Study on the effects of nitrilotriproprionic acid and 4,5-dihydroxy-1,3-benzene disulphonate on the fractionation of beryllium in human serum using graphite furnace atomic absorption spectrometry

Chadi H Stephan1 email, Michel Fournier2 email, Pauline Brousseau2 email and Sébastien Sauvé1 email

1Department of Chemistry, Université de Montréal, PO 6128, Station Centre-Ville, Montréal, QC, H3C 3J7, Canada

2INRS-Institut Armand-Frappier, 245 Hymus, Pointe-Claire, QC, H9R 3G6, Canada

author email corresponding author email

Chemistry Central Journal 2008, 2:10doi:10.1186/1752-153X-2-10

Published: 14 May 2008

Abstract

Background

Occupational exposure to beryllium may cause Chronic Beryllium Disease (CBD), a lung disorder initiated by an electrostatic interaction with the MHC class II human leukocyte antigen (HLA).

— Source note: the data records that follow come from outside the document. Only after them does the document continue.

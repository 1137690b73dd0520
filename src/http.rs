use std::time::Duration;

use reqwest::{Client, Request};
use serde_json::Value;

// ── Constants ────────────────────────────────────────────────────────────────

/// Pause between the wake ping and the retry attempt.
const WAKE_BACKOFF: Duration = Duration::from_millis(1200);

// ── Public result type ───────────────────────────────────────────────────────

/// Outcome of one resilient fetch: HTTP status plus the body in both decoded
/// and raw form. `json` is `Some` only when `text` parsed as JSON; otherwise
/// `text` keeps the raw body for diagnostics.
#[derive(Debug, Clone)]
pub struct FetchOutcome {
    pub ok: bool,
    pub status: u16,
    pub json: Option<Value>,
    pub text: String,
    pub content_type: Option<String>,
}

// ── Public API ───────────────────────────────────────────────────────────────

/// Fetch JSON with handling for free-tier backend hibernation (503 + empty
/// body). If encountered, pings `wake_url` to wake the backend, waits briefly,
/// and retries the original request exactly once.
///
/// Body-read and JSON-decode failures are absorbed into the outcome; only a
/// transport-level failure of the main request surfaces as `Err`.
pub async fn fetch_json_with_wake(
    client: &Client,
    request: Request,
    wake_url: Option<&str>,
) -> Result<FetchOutcome, reqwest::Error> {
    // Cloned up front so the retry replays the same method, headers and body.
    // Streaming bodies cannot be replayed and get no retry.
    let retry = request.try_clone();

    let mut outcome = do_fetch(client, request).await?;

    if is_dormancy_signature(&outcome) {
        tracing::warn!(status = outcome.status, "backend appears dormant, waking and retrying");
        if let Some(wake) = wake_url {
            // Fire and forget: the wake response is never inspected.
            let _ = client.get(wake).send().await;
        }
        tokio::time::sleep(WAKE_BACKOFF).await;
        if let Some(retry) = retry {
            outcome = do_fetch(client, retry).await?;
        }
    }

    Ok(outcome)
}

// ── Internals ────────────────────────────────────────────────────────────────

/// A 503 with an empty or whitespace-only body is the hibernation heuristic;
/// a 503 that carries a body is a real backend reply.
fn is_dormancy_signature(outcome: &FetchOutcome) -> bool {
    outcome.status == 503 && outcome.text.trim().is_empty()
}

async fn do_fetch(client: &Client, request: Request) -> Result<FetchOutcome, reqwest::Error> {
    let response = client.execute(request).await?;

    let status = response.status();
    let content_type = response
        .headers()
        .get(reqwest::header::CONTENT_TYPE)
        .and_then(|v| v.to_str().ok())
        .map(|s| s.to_string());
    let text = response.text().await.unwrap_or_default();
    let json = parse_json_safe(&text);

    Ok(FetchOutcome {
        ok: status.is_success(),
        status: status.as_u16(),
        json,
        text,
        content_type,
    })
}

fn parse_json_safe(text: &str) -> Option<Value> {
    if text.is_empty() {
        return None;
    }
    serde_json::from_str(text).ok()
}
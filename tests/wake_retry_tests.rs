use std::net::SocketAddr;
use std::sync::atomic::{AtomicUsize, Ordering};
use std::sync::Arc;

use axum::http::StatusCode;
use axum::response::IntoResponse;
use axum::routing::{get, post};
use axum::{Json, Router};
use httpmock::prelude::*;
use reqwest::Client;
use serde_json::json;

use sds_gateway_api::fetch_json_with_wake;

#[tokio::test]
async fn success_response_is_decoded() {
    let server = MockServer::start();
    let mock = server.mock(|when, then| {
        when.method(POST).path("/parse-sds");
        then.status(200)
            .header("Content-Type", "application/json")
            .json_body(json!({"status": "parsed"}));
    });

    let client = Client::new();
    let request = client.post(server.url("/parse-sds")).build().unwrap();
    let outcome = fetch_json_with_wake(&client, request, None).await.unwrap();

    mock.assert();
    assert!(outcome.ok);
    assert_eq!(outcome.status, 200);
    assert_eq!(outcome.json.unwrap()["status"], "parsed");
    assert!(outcome.content_type.unwrap().starts_with("application/json"));
}

#[tokio::test]
async fn non_json_body_keeps_raw_text() {
    let server = MockServer::start();
    let mock = server.mock(|when, then| {
        when.method(GET).path("/broken");
        then.status(200).body("<html>oops</html>");
    });

    let client = Client::new();
    let request = client.get(server.url("/broken")).build().unwrap();
    let outcome = fetch_json_with_wake(&client, request, None).await.unwrap();

    mock.assert();
    assert!(outcome.json.is_none());
    assert_eq!(outcome.text, "<html>oops</html>");
}

#[tokio::test]
async fn dormant_backend_gets_one_wake_and_one_retry() {
    let server = MockServer::start();
    // Matching on the body proves the retry replays the original payload.
    let parse_mock = server.mock(|when, then| {
        when.method(POST)
            .path("/parse-sds")
            .json_body(json!({"product_id": 1, "sds_url": "https://x/y.pdf"}));
        then.status(503);
    });
    let wake_mock = server.mock(|when, then| {
        when.method(GET).path("/health");
        then.status(200).json_body(json!({"status": "ok"}));
    });

    let client = Client::new();
    let request = client
        .post(server.url("/parse-sds"))
        .json(&json!({"product_id": 1, "sds_url": "https://x/y.pdf"}))
        .build()
        .unwrap();
    let wake_url = server.url("/health");
    let outcome = fetch_json_with_wake(&client, request, Some(&wake_url))
        .await
        .unwrap();

    // One retry even though the retry hit the dormancy signature again.
    parse_mock.assert_hits(2);
    wake_mock.assert_hits(1);
    assert!(!outcome.ok);
    assert_eq!(outcome.status, 503);
}

#[tokio::test]
async fn retry_happens_even_without_a_wake_url() {
    let server = MockServer::start();
    let parse_mock = server.mock(|when, then| {
        when.method(POST).path("/parse-sds");
        then.status(503);
    });

    let client = Client::new();
    let request = client.post(server.url("/parse-sds")).build().unwrap();
    let outcome = fetch_json_with_wake(&client, request, None).await.unwrap();

    parse_mock.assert_hits(2);
    assert_eq!(outcome.status, 503);
}

#[tokio::test]
async fn a_503_with_a_body_is_not_retried() {
    let server = MockServer::start();
    let parse_mock = server.mock(|when, then| {
        when.method(POST).path("/parse-sds");
        then.status(503).body("maintenance window");
    });
    let wake_mock = server.mock(|when, then| {
        when.method(GET).path("/health");
        then.status(200);
    });

    let client = Client::new();
    let request = client.post(server.url("/parse-sds")).build().unwrap();
    let wake_url = server.url("/health");
    let outcome = fetch_json_with_wake(&client, request, Some(&wake_url))
        .await
        .unwrap();

    parse_mock.assert_hits(1);
    wake_mock.assert_hits(0);
    assert_eq!(outcome.status, 503);
    assert_eq!(outcome.text, "maintenance window");
}

#[tokio::test]
async fn a_whitespace_only_503_body_counts_as_dormant() {
    let server = MockServer::start();
    let parse_mock = server.mock(|when, then| {
        when.method(POST).path("/parse-sds");
        then.status(503).body("  \n");
    });

    let client = Client::new();
    let request = client.post(server.url("/parse-sds")).build().unwrap();
    let outcome = fetch_json_with_wake(&client, request, None).await.unwrap();

    parse_mock.assert_hits(2);
    assert_eq!(outcome.status, 503);
}

#[tokio::test]
async fn recovers_when_the_backend_wakes_up() {
    let base = spawn_flaky_backend().await;

    let client = Client::new();
    let request = client
        .post(format!("{}/parse-sds", base))
        .json(&json!({"product_id": 5, "sds_url": "https://x/y.pdf", "force": false}))
        .build()
        .unwrap();
    let wake_url = format!("{}/health", base);
    let outcome = fetch_json_with_wake(&client, request, Some(&wake_url))
        .await
        .unwrap();

    assert!(outcome.ok);
    assert_eq!(outcome.status, 200);
    let body = outcome.json.unwrap();
    assert_eq!(body["product_id"], 5);
    assert_eq!(body["status"], "parsed");
}

/// A stub backend that replies 503 with an empty body on the first parse call
/// and a normal parse result afterwards, like a dyno waking up.
async fn spawn_flaky_backend() -> String {
    let calls = Arc::new(AtomicUsize::new(0));

    let app = Router::new()
        .route(
            "/parse-sds",
            post(move || {
                let calls = calls.clone();
                async move {
                    if calls.fetch_add(1, Ordering::SeqCst) == 0 {
                        (StatusCode::SERVICE_UNAVAILABLE, String::new()).into_response()
                    } else {
                        Json(json!({"product_id": 5, "status": "parsed"})).into_response()
                    }
                }
            }),
        )
        .route("/health", get(|| async { Json(json!({"status": "ok"})) }));

    let listener = tokio::net::TcpListener::bind("127.0.0.1:0").await.unwrap();
    let addr: SocketAddr = listener.local_addr().unwrap();
    tokio::spawn(async move {
        axum::serve(listener, app).await.unwrap();
    });

    format!("http://{}", addr)
}
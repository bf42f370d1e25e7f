//! Errors raised by simulation commands.
//!
//! Numeric clamps (pressure/flow floors, NRW and uptime ranges) are fail-soft
//! and never surface here.

use thiserror::Error;

use crate::types::{AnomalyKind, ZoneId};

#[derive(Debug, Clone, PartialEq, Eq, Error)]
pub enum SimulationError {
    #[error("Unknown zone index {index} (network has {count} zones)")]
    UnknownZone { index: usize, count: usize },

    #[error("Unknown zone code '{0}'")]
    UnknownZoneCode(String),

    #[error("{zone} already has an active {kind} anomaly")]
    AnomalyAlreadyActive { zone: ZoneId, kind: AnomalyKind },

    #[error("Simulation scheduler has stopped")]
    SchedulerStopped,
}
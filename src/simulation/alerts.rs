//! Bounded alert log, newest first.
//!
//! `total_alerts` counts onsets since start (or since the last clear) and is
//! not affected by tail trimming.

use std::collections::VecDeque;

use chrono::{DateTime, Utc};

use crate::types::{AlertEvent, AnomalyKind, ZoneId};

#[derive(Debug, Clone)]
pub struct AlertLog {
    events: VecDeque<AlertEvent>,
    capacity: usize,
    next_seq: u64,
    total_alerts: u64,
}

impl AlertLog {
    pub fn new(capacity: usize) -> Self {
        Self {
            events: VecDeque::with_capacity(capacity + 1),
            capacity,
            next_seq: 1,
            total_alerts: 0,
        }
    }

    /// Record a None → active transition and return its sequence number.
    pub fn on_anomaly_onset(
        &mut self,
        zone: ZoneId,
        zone_name: &str,
        kind: AnomalyKind,
        timestamp: DateTime<Utc>,
    ) -> u64 {
        let seq = self.next_seq;
        self.next_seq += 1;

        self.events.push_front(AlertEvent {
            seq,
            timestamp,
            zone,
            kind,
            message: kind.alert_message(zone_name),
        });
        self.total_alerts += 1;
        self.events.truncate(self.capacity);
        seq
    }

    /// Empty the log and zero the counter. Sequence numbers keep counting.
    pub fn clear(&mut self) -> usize {
        let cleared = self.events.len();
        self.events.clear();
        self.total_alerts = 0;
        cleared
    }

    pub const fn total_alerts(&self) -> u64 {
        self.total_alerts
    }

    pub fn len(&self) -> usize {
        self.events.len()
    }

    pub fn is_empty(&self) -> bool {
        self.events.is_empty()
    }

    /// Newest first.
    pub fn iter(&self) -> impl Iterator<Item = &AlertEvent> {
        self.events.iter()
    }

    pub fn to_vec(&self) -> Vec<AlertEvent> {
        self.events.iter().cloned().collect()
    }
}

#[cfg(test)]
mod tests {
    use super::*;

    fn onset(log: &mut AlertLog, zone: usize, kind: AnomalyKind) -> u64 {
        log.on_anomaly_onset(ZoneId::new(zone), "Zone X", kind, Utc::now())
    }

    #[test]
    fn test_newest_first_with_monotonic_seq() {
        let mut log = AlertLog::new(50);
        let a = onset(&mut log, 0, AnomalyKind::Leak);
        let b = onset(&mut log, 1, AnomalyKind::Burst);
        assert!(b > a);

        let events = log.to_vec();
        assert_eq!(events[0].seq, b);
        assert_eq!(events[0].kind, AnomalyKind::Burst);
        assert_eq!(events[0].message, "Pipe burst alert in Zone X!");
        assert_eq!(events[1].seq, a);
        assert_eq!(log.total_alerts(), 2);
    }

    #[test]
    fn test_trim_keeps_total() {
        let mut log = AlertLog::new(50);
        for i in 0..75 {
            onset(&mut log, i % 4, AnomalyKind::LowPressure);
        }
        assert_eq!(log.len(), 50);
        assert_eq!(log.total_alerts(), 75);
        // oldest surviving entry is onset #26
        assert_eq!(log.iter().last().map(|e| e.seq), Some(26));
        assert_eq!(log.iter().next().map(|e| e.seq), Some(75));
    }

    #[test]
    fn test_clear_resets_counter_not_sequence() {
        let mut log = AlertLog::new(50);
        onset(&mut log, 0, AnomalyKind::Leak);
        onset(&mut log, 1, AnomalyKind::Leak);

        assert_eq!(log.clear(), 2);
        assert!(log.is_empty());
        assert_eq!(log.total_alerts(), 0);

        let next = onset(&mut log, 2, AnomalyKind::Burst);
        assert_eq!(next, 3);
        assert_eq!(log.total_alerts(), 1);
    }

    #[test]
    fn test_clock_label_format() {
        let mut log = AlertLog::new(5);
        let ts = DateTime::parse_from_rfc3339("2024-03-01T14:05:09Z")
            .expect("timestamp")
            .with_timezone(&Utc);
        log.on_anomaly_onset(ZoneId::new(0), "Zone A", AnomalyKind::Leak, ts);
        assert_eq!(log.to_vec()[0].clock_label(), "14:05:09");
    }
}
//! Simulation Context - water network telemetry core
//!
//! `Simulation` owns every piece of mutable core state: the anomaly state
//! machine, the rolling history, the alert log, the fleet metrics, the
//! operator controls and the random source. It is constructed once from a
//! `NetworkConfig` and driven through `&mut self`, so a single owner (the
//! scheduler actor, or a test) serializes ticks and commands.
//!
//! ## Tick Order
//!
//! For each zone, in zone order:
//! 1. draw pressure noise
//! 2. anomaly roll (injection from `None`, then auto-resolution)
//! 3. alert on onset
//! 4. build the sample with the tick's offset, push pressure and flow
//!
//! Then, on every `metrics.update_every_ticks`-th tick, the fleet KPIs are
//! recomputed from the post-tick anomaly count.
//!
//! ## Random Source
//!
//! `Simulation<R>` is generic over `rand::Rng`. Production uses `StdRng`
//! seeded from `scheduler.seed` (or OS entropy); tests pass any seeded RNG
//! and get byte-identical runs.

mod alerts;
mod anomaly;
mod controls;
mod error;
mod history;
mod metrics;
mod signal;

pub use alerts::AlertLog;
pub use anomaly::{AnomalyRoll, AnomalyStateMachine};
pub use controls::ControlSurface;
pub use error::SimulationError;
pub use history::{HistoryBuffer, RollingHistoryStore};
pub use metrics::{uptime_for, MetricsAggregator};
pub use signal::{
    anomaly_score, demand_wave, detection_level, round_to, zone_status, SignalSample,
    ZoneSignalGenerator,
};

use chrono::Utc;
use rand::rngs::StdRng;
use rand::{Rng, SeedableRng};
use rand_distr::{Distribution, Uniform};
use tracing::{debug, info, warn};

use crate::config::{defaults, ConfigError, NetworkConfig, ZoneConfig};
use crate::types::{
    AnomalyKind, FleetMetrics, RunState, Signal, SimulationSnapshot, ZoneHistory, ZoneId,
    ZoneReading, ZoneStatus,
};

// ============================================================================
// Tick Outcome
// ============================================================================

/// What one committed tick changed.
#[derive(Debug, Clone, Default, PartialEq, Eq)]
pub struct TickReport {
    pub tick: u64,
    pub onsets: Vec<(ZoneId, AnomalyKind)>,
    pub auto_resolved: Vec<(ZoneId, AnomalyKind)>,
    pub metrics_updated: bool,
}

/// Result of one cadence tick.
#[derive(Debug, Clone, PartialEq, Eq)]
pub enum TickOutcome {
    /// The simulation advanced to a new tick
    Advanced(TickReport),
    /// Paused: nothing mutated, the simulation tick did not move
    Paused { tick: u64, skipped_ticks: u64 },
}

impl TickOutcome {
    pub const fn tick(&self) -> u64 {
        match self {
            Self::Advanced(report) => report.tick,
            Self::Paused { tick, .. } => *tick,
        }
    }

    pub const fn report(&self) -> Option<&TickReport> {
        match self {
            Self::Advanced(report) => Some(report),
            Self::Paused { .. } => None,
        }
    }

    pub const fn is_paused(&self) -> bool {
        matches!(self, Self::Paused { .. })
    }
}

// ============================================================================
// Simulation Context
// ============================================================================

pub struct Simulation<R = StdRng> {
    zones: Vec<ZoneConfig>,
    rng: R,
    tick: u64,
    skipped_ticks: u64,
    generator: ZoneSignalGenerator,
    anomalies: AnomalyStateMachine,
    history: RollingHistoryStore,
    alerts: AlertLog,
    metrics: MetricsAggregator,
    controls: ControlSurface,
}

impl Simulation<StdRng> {
    /// Build from config, seeding from `scheduler.seed` or OS entropy.
    pub fn from_config(config: &NetworkConfig) -> Result<Self, ConfigError> {
        let rng = match config.scheduler.seed {
            Some(seed) => StdRng::seed_from_u64(seed),
            None => StdRng::from_entropy(),
        };
        Self::with_rng(config, rng)
    }

    /// Build from config with an explicit seed (overrides `scheduler.seed`).
    pub fn seeded(config: &NetworkConfig, seed: u64) -> Result<Self, ConfigError> {
        Self::with_rng(config, StdRng::seed_from_u64(seed))
    }
}

impl<R: Rng> Simulation<R> {
    /// Build from config with an injected random source.
    ///
    /// Pressure history is seeded with each zone's base pressure, flow history
    /// with one `U(8, 14)` draw per zone.
    pub fn with_rng(config: &NetworkConfig, mut rng: R) -> Result<Self, ConfigError> {
        config.validate()?;

        let generator = ZoneSignalGenerator::new(&config.signal)?;
        let metrics = MetricsAggregator::new(&config.metrics)?;

        let flow_seed = Uniform::new(defaults::FLOW_SEED_MIN_LPS, defaults::FLOW_SEED_MAX_LPS);
        let seeds: Vec<(f64, f64)> = config
            .zones
            .iter()
            .map(|z| {
                let flow = round_to(flow_seed.sample(&mut rng), defaults::FLOW_DECIMALS);
                (z.base_pressure_bar, flow)
            })
            .collect();

        info!(
            zones = config.zones.len(),
            history_capacity = defaults::HISTORY_CAPACITY,
            alert_capacity = defaults::ALERT_LOG_CAPACITY,
            inject_probability = config.anomaly.inject_probability,
            resolve_probability = config.anomaly.resolve_probability,
            "Simulation context initialised"
        );

        Ok(Self {
            zones: config.zones.clone(),
            rng,
            tick: 0,
            skipped_ticks: 0,
            generator,
            anomalies: AnomalyStateMachine::new(config.zones.len(), config.anomaly.clone()),
            history: RollingHistoryStore::new(defaults::HISTORY_CAPACITY, seeds),
            alerts: AlertLog::new(defaults::ALERT_LOG_CAPACITY),
            metrics,
            controls: ControlSurface::from_zones(&config.zones),
        })
    }

    // ------------------------------------------------------------------------
    // Tick
    // ------------------------------------------------------------------------

    /// Advance exactly one tick, or count a skipped tick while paused.
    pub fn step(&mut self) -> TickOutcome {
        if self.controls.is_paused() {
            self.skipped_ticks += 1;
            debug!(
                tick = self.tick,
                skipped_ticks = self.skipped_ticks,
                "Simulation paused, tick skipped"
            );
            return TickOutcome::Paused {
                tick: self.tick,
                skipped_ticks: self.skipped_ticks,
            };
        }

        self.tick += 1;
        let tick = self.tick;
        let mut report = TickReport {
            tick,
            ..TickReport::default()
        };

        for (index, zone) in self.zones.iter().enumerate() {
            let id = ZoneId::new(index);
            let noise = self.generator.draw_noise(&mut self.rng);
            let roll = self.anomalies.roll(id, &mut self.rng);

            if let Some(kind) = roll.onset {
                let seq = self.alerts.on_anomaly_onset(id, &zone.name, kind, Utc::now());
                warn!(
                    tick,
                    seq,
                    zone = %zone.code,
                    anomaly = %kind,
                    "Anomaly onset in {}",
                    zone.name
                );
                report.onsets.push((id, kind));
            }

            let sample = self
                .generator
                .sample(zone.base_pressure_bar, tick, noise, roll.offset, &mut self.rng);
            self.history.push(id, Signal::Pressure, sample.pressure_bar);
            self.history.push(id, Signal::Flow, sample.flow_lps);

            if let Some(kind) = roll.auto_resolved {
                info!(tick, zone = %zone.code, anomaly = %kind, "Anomaly auto-resolved");
                report.auto_resolved.push((id, kind));
            }
        }

        if self.metrics.is_due(tick) {
            self.metrics
                .update(tick, self.anomalies.active_count(), &mut self.rng);
            report.metrics_updated = true;
        }

        TickOutcome::Advanced(report)
    }

    // ------------------------------------------------------------------------
    // Commands
    // ------------------------------------------------------------------------

    /// Clear a zone's anomaly immediately. Idempotent; the alert log is untouched.
    pub fn resolve_anomaly(&mut self, zone: ZoneId) -> Result<Option<AnomalyKind>, SimulationError> {
        let resolved = self.anomalies.resolve(zone)?;
        match resolved {
            Some(kind) => info!(tick = self.tick, zone = %zone, anomaly = %kind, "Anomaly resolved by operator"),
            None => debug!(zone = %zone, "Resolve requested for zone without anomaly"),
        }
        Ok(resolved)
    }

    /// Flip a zone's valve flag by index. Returns the new position.
    pub fn toggle_valve(&mut self, index: usize) -> Result<bool, SimulationError> {
        self.controls.toggle_valve(index)
    }

    /// Force an anomaly onset (operator drill). Raises an alert like a random
    /// onset and returns its sequence number.
    pub fn inject_anomaly(&mut self, zone: ZoneId, kind: AnomalyKind) -> Result<u64, SimulationError> {
        let name = self.zone_config(zone)?.name.clone();
        self.anomalies.force(zone, kind)?;
        let seq = self.alerts.on_anomaly_onset(zone, &name, kind, Utc::now());
        warn!(tick = self.tick, seq, zone = %zone, anomaly = %kind, "Anomaly injected in {}", name);
        Ok(seq)
    }

    pub fn pause(&mut self) -> bool {
        self.controls.pause()
    }

    pub fn resume(&mut self) -> bool {
        self.controls.resume()
    }

    /// Empty the alert log and zero `total_alerts`. Anomalies stay active.
    pub fn clear_alerts(&mut self) -> usize {
        let cleared = self.alerts.clear();
        info!(cleared, active_anomalies = self.anomalies.active_count(), "Alert log cleared");
        cleared
    }

    // ------------------------------------------------------------------------
    // Queries
    // ------------------------------------------------------------------------

    /// Resolve an operator zone code ("A", "b", ...) to its id.
    pub fn zone_by_code(&self, code: &str) -> Result<ZoneId, SimulationError> {
        self.zones
            .iter()
            .position(|z| z.code.eq_ignore_ascii_case(code.trim()))
            .map(ZoneId::new)
            .ok_or_else(|| SimulationError::UnknownZoneCode(code.to_string()))
    }

    pub fn zone_config(&self, zone: ZoneId) -> Result<&ZoneConfig, SimulationError> {
        self.zones.get(zone.index()).ok_or(SimulationError::UnknownZone {
            index: zone.index(),
            count: self.zones.len(),
        })
    }

    pub fn zone_status(&self, zone: ZoneId) -> Result<ZoneStatus, SimulationError> {
        let config = self.zone_config(zone)?;
        let pressure = self
            .history
            .latest(zone, Signal::Pressure)
            .unwrap_or(config.base_pressure_bar);
        Ok(self.generator.status(config, pressure, self.anomalies.state(zone)))
    }

    pub fn zones(&self) -> &[ZoneConfig] {
        &self.zones
    }

    pub const fn tick(&self) -> u64 {
        self.tick
    }

    pub const fn skipped_ticks(&self) -> u64 {
        self.skipped_ticks
    }

    pub const fn run_state(&self) -> RunState {
        self.controls.run_state()
    }

    pub fn anomaly(&self, zone: ZoneId) -> Option<AnomalyKind> {
        self.anomalies.state(zone)
    }

    pub const fn alerts(&self) -> &AlertLog {
        &self.alerts
    }

    pub const fn history(&self) -> &RollingHistoryStore {
        &self.history
    }

    pub const fn metrics(&self) -> &MetricsAggregator {
        &self.metrics
    }

    pub const fn controls(&self) -> &ControlSurface {
        &self.controls
    }

    /// Copy all committed state into an immutable snapshot.
    pub fn snapshot(&self) -> SimulationSnapshot {
        let zones = self
            .zones
            .iter()
            .enumerate()
            .map(|(index, config)| {
                let id = ZoneId::new(index);
                let pressure = self
                    .history
                    .latest(id, Signal::Pressure)
                    .unwrap_or(config.base_pressure_bar);
                let anomaly = self.anomalies.state(id);
                let score = anomaly_score(config, pressure);
                ZoneReading {
                    id,
                    code: config.code.clone(),
                    name: config.name.clone(),
                    pressure_bar: pressure,
                    flow_lps: self.history.latest(id, Signal::Flow).unwrap_or_default(),
                    status: self.generator.status(config, pressure, anomaly),
                    anomaly,
                    anomaly_score: score,
                    detection: detection_level(score, anomaly),
                    valve_open: self.controls.valve_open(id).unwrap_or(config.valve_open),
                    pump: self.controls.pump(id).unwrap_or(config.pump),
                }
            })
            .collect();

        let history = (0..self.zones.len())
            .map(ZoneId::new)
            .map(|id| ZoneHistory {
                zone: id,
                pressure: self.history.snapshot(id, Signal::Pressure).unwrap_or_default(),
                flow: self.history.snapshot(id, Signal::Flow).unwrap_or_default(),
            })
            .collect();

        SimulationSnapshot {
            tick: self.tick,
            run_state: self.controls.run_state(),
            zones,
            history,
            alerts: self.alerts.to_vec(),
            metrics: FleetMetrics {
                nrw_percent: self.metrics.nrw_percent(),
                energy_kwh: self.metrics.energy_kwh(),
                uptime_percent: self.metrics.uptime_percent(),
                total_alerts: self.alerts.total_alerts(),
                active_anomalies: self.anomalies.active_count(),
                last_update_tick: self.metrics.last_update_tick(),
                tick: self.tick,
            },
        }
    }
}

impl<R> std::fmt::Debug for Simulation<R> {
    fn fmt(&self, f: &mut std::fmt::Formatter<'_>) -> std::fmt::Result {
        f.debug_struct("Simulation")
            .field("tick", &self.tick)
            .field("run_state", &self.controls.run_state())
            .field("zones", &self.zones.len())
            .field("active_anomalies", &self.anomalies.active_count())
            .field("total_alerts", &self.alerts.total_alerts())
            .finish_non_exhaustive()
    }
}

Molecular studies have found a significant correlation between the electrostatic potential at the HLA-DP surface and disease susceptibility. CBD can therefore be treated by chelation therapy. In this work, we studied the effect of two complexing agents, nitrilotriproprionic acid (NTP) and 4,5-dihydroxy-1,3-benzene disulphonate (Tiron), on the fractionation of beryllium in human serum analysed by graphite furnace atomic absorption spectrometry (GFAAS).

Results

We found the average serum beryllium concentration of fourteen non-exposed individuals to be 0.53 (± 0.14) μg l-1, with 21 (± 3)% of the beryllium mass bound to the low molecular weight fraction (LMW), and 79 (± 3)% bound to the high molecular weight fraction (HMW). The addition of Tiron increased the beryllium mass in the HMW fraction, while NTP was not seen to have any influence on the fractionation of beryllium between the two fractions. NTP was, however, shown to complex 94.5% of the Be mass in the LMW fraction. The beryllium GFAAS detection limit, calculated as three times the standard deviation of 10 replicates of the lowest standard (0.05 μg L-1), was 6.0 (± 0.2) ng L-1.

Conclusion

The concentration of beryllium or its fractionation in human serum was not affected by sex or smoking habit. On average, three quarters of the beryllium in serum were found in the HMW fraction. Of the two ligands tested, only Tiron was effective in mobilising beryllium under physiological conditions, thus increasing the Be content in the HMW fraction.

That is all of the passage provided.